Some of the artists make vivid the destruction wreaked by the Israeli military occupation. Rula Halawani’s powerful photographs show Israeli tanks ravaging parts of Ramallah. Muhammad Abu Sall’s small paintings document with terrifying reality the actual approach of an Israeli tank in his neighborhood, destroying everything in its path. Abdel Rahmen Al Muzayen’s superb pen and ink drawings tell the sorrowful story of the recent destruction of the refugee camp in Jenin. Several of Abdul Hay Mussalam’s relief paintings commemorate the 1982 massacre of women and children in the Sabra and Shatilla refugee camps in Beirut, Lebanon. There is a poignant installation by Vera Tamari which sets before us the photograph of a great old olive tree and below it hundreds of small ceramic trees, representing the destruction by the Israeli occupiers of this staple food source that has traditionally sustained the Palestinian people. In her extraordinary installation, Blindfolded History, Rana Bishara summarizes the fifty-five years of terror and destruction.
Life in the refugee camps, the cities of the West Bank, and Gaza has become intolerable because of increasing Israeli military pressure, the establishment of new Israeli settlements, the Apartheid wall that Israel is building, and the pervasive unemployment and poverty resulting from the occupation. Popular resistance in one form or another is inevitable. If the Palestinians did not resist the occupation, their trials and agony would be unknown to the world. By resisting they have become the target of two of the world’s most powerful military forces, Israel and the United States.
The painful daily experiences of the Palestinians who are harassed and detained at the ubiquitous military checkpoints provide the subject of Emily Jacir’s video installation. Another work of Jacir’s is a collaboration with Anton Sinkewich: it is a barrier, both physical and intellectual, made of serious books about Palestine by Palestinians. Two artists focus on the courageous resistance of the Palestinian youth to the occupation. Raji Cook’s work is an ammunition box filled with stones, a meager weapon given the technologically sophisticated arms of the Israeli army. Nida Sinnokrot’s rubber-coated rocks conjure up the rubber-tipped bullets that the Israeli soldiers use to subdue or kill rock throwing Palestinian children. His two other remarkable works deal with issues of propaganda and surveillance.
In the United States, pro-Israeli news and propaganda is pervasive. Palestinians are usually portrayed as terrorists. Retaliation against Israeli civilians is front-page national news, but the US media barely acknowledges the Palestinian civilians that are killed and arrested everyday—their children murdered or crippled, their homes desecrated and destroyed.

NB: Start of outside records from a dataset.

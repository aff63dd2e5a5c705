use std::sync::Arc;

use ds_schemas::{Bookmark, HadithRef};
use tracing::{info, warn};

use crate::{set_json, try_get_json, KvBackend, StoreError, KEYS};

/// Saved hadiths, most recent first, unique by composite id.
pub struct BookmarkStore {
    backend: Arc<dyn KvBackend>,
    items: Vec<Bookmark>,
    /// The last read succeeded, so `items` mirrors the store.
    synced: bool,
}

impl BookmarkStore {
    /// Open the store and load whatever is persisted.
    pub fn open(backend: Arc<dyn KvBackend>) -> Self {
        let mut store = Self {
            backend,
            items: Vec::new(),
            synced: false,
        };
        store.load();
        store
    }

    /// Re-read the persisted list (empty when nothing is stored).
    ///
    /// When the store cannot be read the last-known list is kept, and
    /// mutations are refused until a read succeeds again.
    pub fn load(&mut self) -> &[Bookmark] {
        match try_get_json(self.backend.as_ref(), KEYS.bookmarks) {
            Ok(items) => {
                self.items = items.unwrap_or_default();
                self.synced = true;
            }
            Err(e) => {
                warn!(error = %e, kept = self.items.len(), "bookmark read failed; keeping last-known list");
                self.synced = false;
            }
        }
        &self.items
    }

    pub fn list(&self) -> &[Bookmark] {
        &self.items
    }

    pub fn contains(&self, id: &str) -> bool {
        self.items.iter().any(|b| b.id == id)
    }

    pub fn get(&self, id: &str) -> Option<&Bookmark> {
        self.items.iter().find(|b| b.id == id)
    }

    /// Remove the bookmark for `r` if present, otherwise prepend a new one.
    ///
    /// The new list is persisted before it replaces the in-memory copy.
    pub fn toggle(&mut self, r: &HadithRef, text: &str) -> Result<&[Bookmark], StoreError> {
        self.ensure_synced()?;
        let id = r.key();
        let next: Vec<Bookmark> = if self.contains(&id) {
            self.items.iter().filter(|b| b.id != id).cloned().collect()
        } else {
            let mut next = Vec::with_capacity(self.items.len() + 1);
            next.push(Bookmark::from_ref(r, text));
            next.extend(self.items.iter().filter(|b| b.id != id).cloned());
            next
        };
        let added = next.len() > self.items.len();
        self.commit(next)?;
        info!(id = %id, added, "bookmark toggled");
        Ok(&self.items)
    }

    /// Drop the bookmark with `id` (no-op if absent, still persisted).
    pub fn remove(&mut self, id: &str) -> Result<&[Bookmark], StoreError> {
        self.ensure_synced()?;
        let next: Vec<Bookmark> = self.items.iter().filter(|b| b.id != id).cloned().collect();
        self.commit(next)?;
        info!(id, "bookmark removed");
        Ok(&self.items)
    }

    /// A whole-list write based on a list that was never read would replace
    /// everything stored.
    fn ensure_synced(&mut self) -> Result<(), StoreError> {
        if !self.synced {
            self.load();
        }
        if self.synced {
            Ok(())
        } else {
            Err(StoreError::Unavailable(
                "bookmarks could not be read; not overwriting them".to_string(),
            ))
        }
    }

    fn commit(&mut self, next: Vec<Bookmark>) -> Result<(), StoreError> {
        set_json(self.backend.as_ref(), KEYS.bookmarks, &next)?;
        self.items = next;
        Ok(())
    }
}
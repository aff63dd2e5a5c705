//! Unused-key guard.
//!
//! "Consumed pointers" are JSON Pointer prefixes. A leaf under any consumed
//! prefix is consumed; any other leaf is unused (usually a typo such as
//! `paging/pagesize`).

use anyhow::{bail, Result};
use serde::{Deserialize, Serialize};
use serde_json::Value;
use std::collections::BTreeSet;

/// Every pointer [`AppConfig`](crate::AppConfig) reads.
pub const CONSUMED_POINTERS: &[&str] = &["/api/base_url", "/storage/data_dir", "/paging/page_size"];

#[derive(Debug, Clone, Copy, PartialEq, Eq)]
pub enum UnusedKeyPolicy {
    Warn,
    Fail,
}

#[derive(Debug, Clone, Serialize, Deserialize)]
pub struct UnusedKeyReport {
    /// Sorted, unique.
    pub consumed_prefixes: Vec<String>,
    /// Sorted.
    pub unused_leaf_pointers: Vec<String>,
}

impl UnusedKeyReport {
    pub fn is_clean(&self) -> bool {
        self.unused_leaf_pointers.is_empty()
    }
}

/// With `Warn` this always returns the report (and logs each unused key);
/// with `Fail` unused keys are an error.
pub fn report_unused_keys(config_json: &Value, policy: UnusedKeyPolicy) -> Result<UnusedKeyReport> {
    let consumed_prefixes: Vec<String> = CONSUMED_POINTERS
        .iter()
        .map(|p| canonical_pointer(p))
        .collect::<BTreeSet<_>>()
        .into_iter()
        .collect();

    let unused: Vec<String> = leaf_pointers(config_json)
        .into_iter()
        .filter(|leaf| !consumed_prefixes.iter().any(|p| covers(p, leaf)))
        .collect::<BTreeSet<_>>()
        .into_iter()
        .collect();

    let report = UnusedKeyReport {
        consumed_prefixes,
        unused_leaf_pointers: unused,
    };

    match policy {
        UnusedKeyPolicy::Fail if !report.is_clean() => bail!(
            "CONFIG_UNUSED_KEYS: {} unused config key(s): {:?}",
            report.unused_leaf_pointers.len(),
            report.unused_leaf_pointers
        ),
        UnusedKeyPolicy::Warn => {
            for p in &report.unused_leaf_pointers {
                tracing::warn!(pointer = %p, "config key is not used");
            }
        }
        UnusedKeyPolicy::Fail => {}
    }

    Ok(report)
}

fn canonical_pointer(p: &str) -> String {
    match p.trim().trim_matches('/') {
        "" => "/".to_string(),
        inner => format!("/{inner}"),
    }
}

/// `/paging` covers `/paging` and `/paging/page_size`, not `/pagingx`.
fn covers(prefix: &str, leaf: &str) -> bool {
    prefix == "/"
        || leaf
            .strip_prefix(prefix)
            .is_some_and(|rest| rest.is_empty() || rest.starts_with('/'))
}

/// JSON pointers of every scalar in `root`. Empty maps and lists have none.
fn leaf_pointers(root: &Value) -> Vec<String> {
    let mut out = Vec::new();
    let mut pending: Vec<(String, &Value)> = vec![(String::new(), root)];
    while let Some((at, v)) = pending.pop() {
        match v {
            Value::Object(map) => {
                pending.extend(map.iter().map(|(k, child)| (format!("{at}/{}", token(k)), child)))
            }
            Value::Array(items) => {
                pending.extend(items.iter().enumerate().map(|(i, child)| (format!("{at}/{i}"), child)))
            }
            _ if at.is_empty() => out.push("/".to_string()),
            _ => out.push(at),
        }
    }
    out
}

/// RFC 6901 escaping of one reference token.
fn token(key: &str) -> String {
    key.replace('~', "~0").replace('/', "~1")
}

#[cfg(test)]
mod tests {
    use super::*;
    use serde_json::json;

    #[test]
    fn cover_respects_token_boundary() {
        assert!(covers("/api", "/api/base_url"));
        assert!(covers("/api/base_url", "/api/base_url"));
        assert!(!covers("/api", "/apis/x"));
        assert!(covers("/", "/anything"));
    }

    #[test]
    fn pointer_tokens_are_escaped() {
        assert_eq!(leaf_pointers(&json!({"a/b": {"c~d": 1}})), vec!["/a~1b/c~0d".to_string()]);
    }

    #[test]
    fn empty_containers_have_no_leaves() {
        assert!(leaf_pointers(&json!({})).is_empty());
        assert!(leaf_pointers(&json!({"a": [], "b": {}})).is_empty());
    }

    #[test]
    fn list_items_are_indexed() {
        let mut leaves = leaf_pointers(&json!({"a": [1, {"b": 2}]}));
        leaves.sort();
        assert_eq!(leaves, vec!["/a/0".to_string(), "/a/1/b".to_string()]);
    }

    #[test]
    fn canonical_forms() {
        assert_eq!(canonical_pointer("api/"), "/api");
        assert_eq!(canonical_pointer(" /paging/page_size "), "/paging/page_size");
        assert_eq!(canonical_pointer(""), "/");
    }
}
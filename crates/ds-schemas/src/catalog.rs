//! Selectable books and languages.

/// One selectable entry (API code + display label).
#[derive(Debug, Clone, Copy, PartialEq, Eq)]
pub struct CatalogEntry {
    pub code: &'static str,
    pub label: &'static str,
}

pub const DEFAULT_BOOK: &str = "bukhari";
pub const DEFAULT_LANG: &str = "eng";

/// jsDelivr mirror of `fawazahmed0/hadith-api`.
pub const DEFAULT_API_BASE: &str = "https://cdn.jsdelivr.net/gh/fawazahmed0/hadith-api@1";

/// Hadiths per page in a section list.
pub const DEFAULT_PAGE_SIZE: usize = 20;

pub const BOOKS: &[CatalogEntry] = &[
    CatalogEntry { code: "abudawud", label: "Sunan Abu Dawud" },
    CatalogEntry { code: "abuhanifa", label: "Musnad Imam Abu Hanifa" },
    CatalogEntry { code: "bukhari", label: "Sahih al Bukhari" },
    CatalogEntry { code: "dehlawi", label: "Forty Hadith of Shah Waliullah Dehlawi" },
    CatalogEntry { code: "ibnmajah", label: "Sunan Ibn Majah" },
    CatalogEntry { code: "malik", label: "Muwatta Malik" },
    CatalogEntry { code: "muslim", label: "Sahih Muslim" },
    CatalogEntry { code: "nasai", label: "Sunan an Nasai" },
    CatalogEntry { code: "nawawi", label: "Forty Hadith of an-Nawawi" },
    CatalogEntry { code: "qudsi", label: "Forty Hadith Qudsi" },
    CatalogEntry { code: "tirmidhi", label: "Jami At Tirmidhi" },
];

pub const LANGUAGES: &[CatalogEntry] = &[
    CatalogEntry { code: "eng", label: "English" },
    CatalogEntry { code: "ara", label: "Arabic" },
    CatalogEntry { code: "fr", label: "French" },
];

/// Emoji offered on every list item.
pub const REACTIONS: &[&str] = &["👍", "❤️", "😊", "🤲"];

pub fn find_book(code: &str) -> Option<&'static CatalogEntry> {
    BOOKS.iter().find(|b| b.code == code)
}

pub fn find_language(code: &str) -> Option<&'static CatalogEntry> {
    LANGUAGES.iter().find(|l| l.code == code)
}

#[cfg(test)]
mod tests {
    use super::*;

    #[test]
    fn defaults_are_in_catalog() {
        assert!(find_book(DEFAULT_BOOK).is_some());
        assert!(find_language(DEFAULT_LANG).is_some());
    }

    #[test]
    fn unknown_codes_are_rejected() {
        assert!(find_book("unknown").is_none());
        assert!(find_language("de").is_none());
    }
}
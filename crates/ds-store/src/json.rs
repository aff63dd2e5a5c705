use serde::de::DeserializeOwned;
use serde::Serialize;
use tracing::warn;

use ds_schemas::KEY_FORMAT_VERSION;

use crate::{KvBackend, StoreError};

/// Store keys used by the app.
#[derive(Debug, Clone, Copy)]
pub struct Keys {
    pub book: &'static str,
    pub lang: &'static str,
    pub bookmarks: &'static str,
    pub reactions: &'static str,
    pub key_format: &'static str,
}

pub const KEYS: Keys = Keys {
    book: "book",
    lang: "lang",
    bookmarks: "bookmarks",
    reactions: "reactions",
    key_format: "key_format",
};

/// Read and decode `key`, falling back to `default`.
///
/// Never fails: a missing key is the normal first-run case, and read or decode
/// failures are logged and treated as missing.
pub fn get_json<T: DeserializeOwned>(backend: &dyn KvBackend, key: &str, default: T) -> T {
    match try_get_json(backend, key) {
        Ok(Some(v)) => v,
        Ok(None) => default,
        Err(e) => {
            warn!(key, error = %e, "store read failed; using default");
            default
        }
    }
}

/// Like [`get_json`], but a failed read is returned instead of defaulted.
///
/// `Ok(None)` covers both a missing key and an undecodable value (logged).
pub fn try_get_json<T: DeserializeOwned>(
    backend: &dyn KvBackend,
    key: &str,
) -> Result<Option<T>, StoreError> {
    let Some(raw) = backend.get(key)? else {
        return Ok(None);
    };
    match serde_json::from_str(&raw) {
        Ok(v) => Ok(Some(v)),
        Err(e) => {
            warn!(key, error = %e, "stored value undecodable; treating as unset");
            Ok(None)
        }
    }
}

/// Serialise the full value and replace whatever was stored under `key`.
pub fn set_json<T: Serialize + ?Sized>(
    backend: &dyn KvBackend,
    key: &str,
    value: &T,
) -> Result<(), StoreError> {
    let raw = serde_json::to_string(value).map_err(|e| StoreError::Encode {
        key: key.to_string(),
        message: e.to_string(),
    })?;
    backend.set(key, &raw)
}

/// Outcome of [`ensure_key_format`].
#[derive(Debug, Clone, Copy, PartialEq, Eq)]
pub enum KeyFormatCheck {
    /// No stamp existed; the current version was written.
    Stamped,
    /// Stored annotations were written with the current key format.
    Current,
    /// Stored annotations use another format and need a key rewrite.
    Mismatch { found: u32 },
    /// The stamp could not be read or written; nothing is known.
    Unknown,
}

/// Stamp the key format on first run and detect a format change afterwards.
///
/// A mismatch is only reported; existing data is left untouched.
pub fn ensure_key_format(backend: &dyn KvBackend) -> Result<KeyFormatCheck, StoreError> {
    let found: Option<u32> = get_json(backend, KEYS.key_format, None);
    match found {
        None => {
            set_json(backend, KEYS.key_format, &KEY_FORMAT_VERSION)?;
            Ok(KeyFormatCheck::Stamped)
        }
        Some(v) if v == KEY_FORMAT_VERSION => Ok(KeyFormatCheck::Current),
        Some(v) => {
            warn!(
                found = v,
                expected = KEY_FORMAT_VERSION,
                "persisted bookmark/reaction keys use another format"
            );
            Ok(KeyFormatCheck::Mismatch { found: v })
        }
    }
}
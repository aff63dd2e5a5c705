//! ds-store
//!
//! Local persistence for user annotations and preferences.
//!
//! - [`KvBackend`]: string-keyed get/set over a local store ([`FileBackend`],
//!   [`MemoryBackend`]).
//! - [`get_json`] / [`set_json`]: typed JSON access with default fallback.
//! - [`BookmarkStore`], [`ReactionStore`], [`SettingsStore`]: whole-value
//!   read-modify-write stores. A mutation is committed to memory only after the
//!   write succeeded, so what the user sees never drifts from what is on disk.
//! - [`AppContext`]: the explicit, shared application state handed to views.

mod backend;
mod bookmarks;
mod context;
mod error;
mod json;
mod reactions;
mod settings;

pub use backend::{FileBackend, KvBackend, MemoryBackend};
pub use bookmarks::BookmarkStore;
pub use context::AppContext;
pub use error::StoreError;
pub use json::{ensure_key_format, get_json, set_json, try_get_json, KeyFormatCheck, KEYS};
pub use reactions::{ReactionMap, ReactionStore};
pub use settings::SettingsStore;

To several of the artists, the subject of the martyrs is an all-important topic. A true martyr is anyone who gives his life in service of his people, including the rock-throwing children and suicide bombers that attack Israeli civilians. In addition, anyone senselessly or deliberately murdered by the Israelis is called a martyr, but in an honorific sense. Noel Jabbour evokes our compassion with her striking portraits of families who have lost a loved one. We are assailed on the other hand by Jawad Ibrahim’s horrific images of people already martyred. There is one grim painting by Adnan Yahya that caricatures the President of Israel as he is torturing a Palestinian child. The frame bears the letters USA, implicating the United States government in the Israeli occupation of Palestine.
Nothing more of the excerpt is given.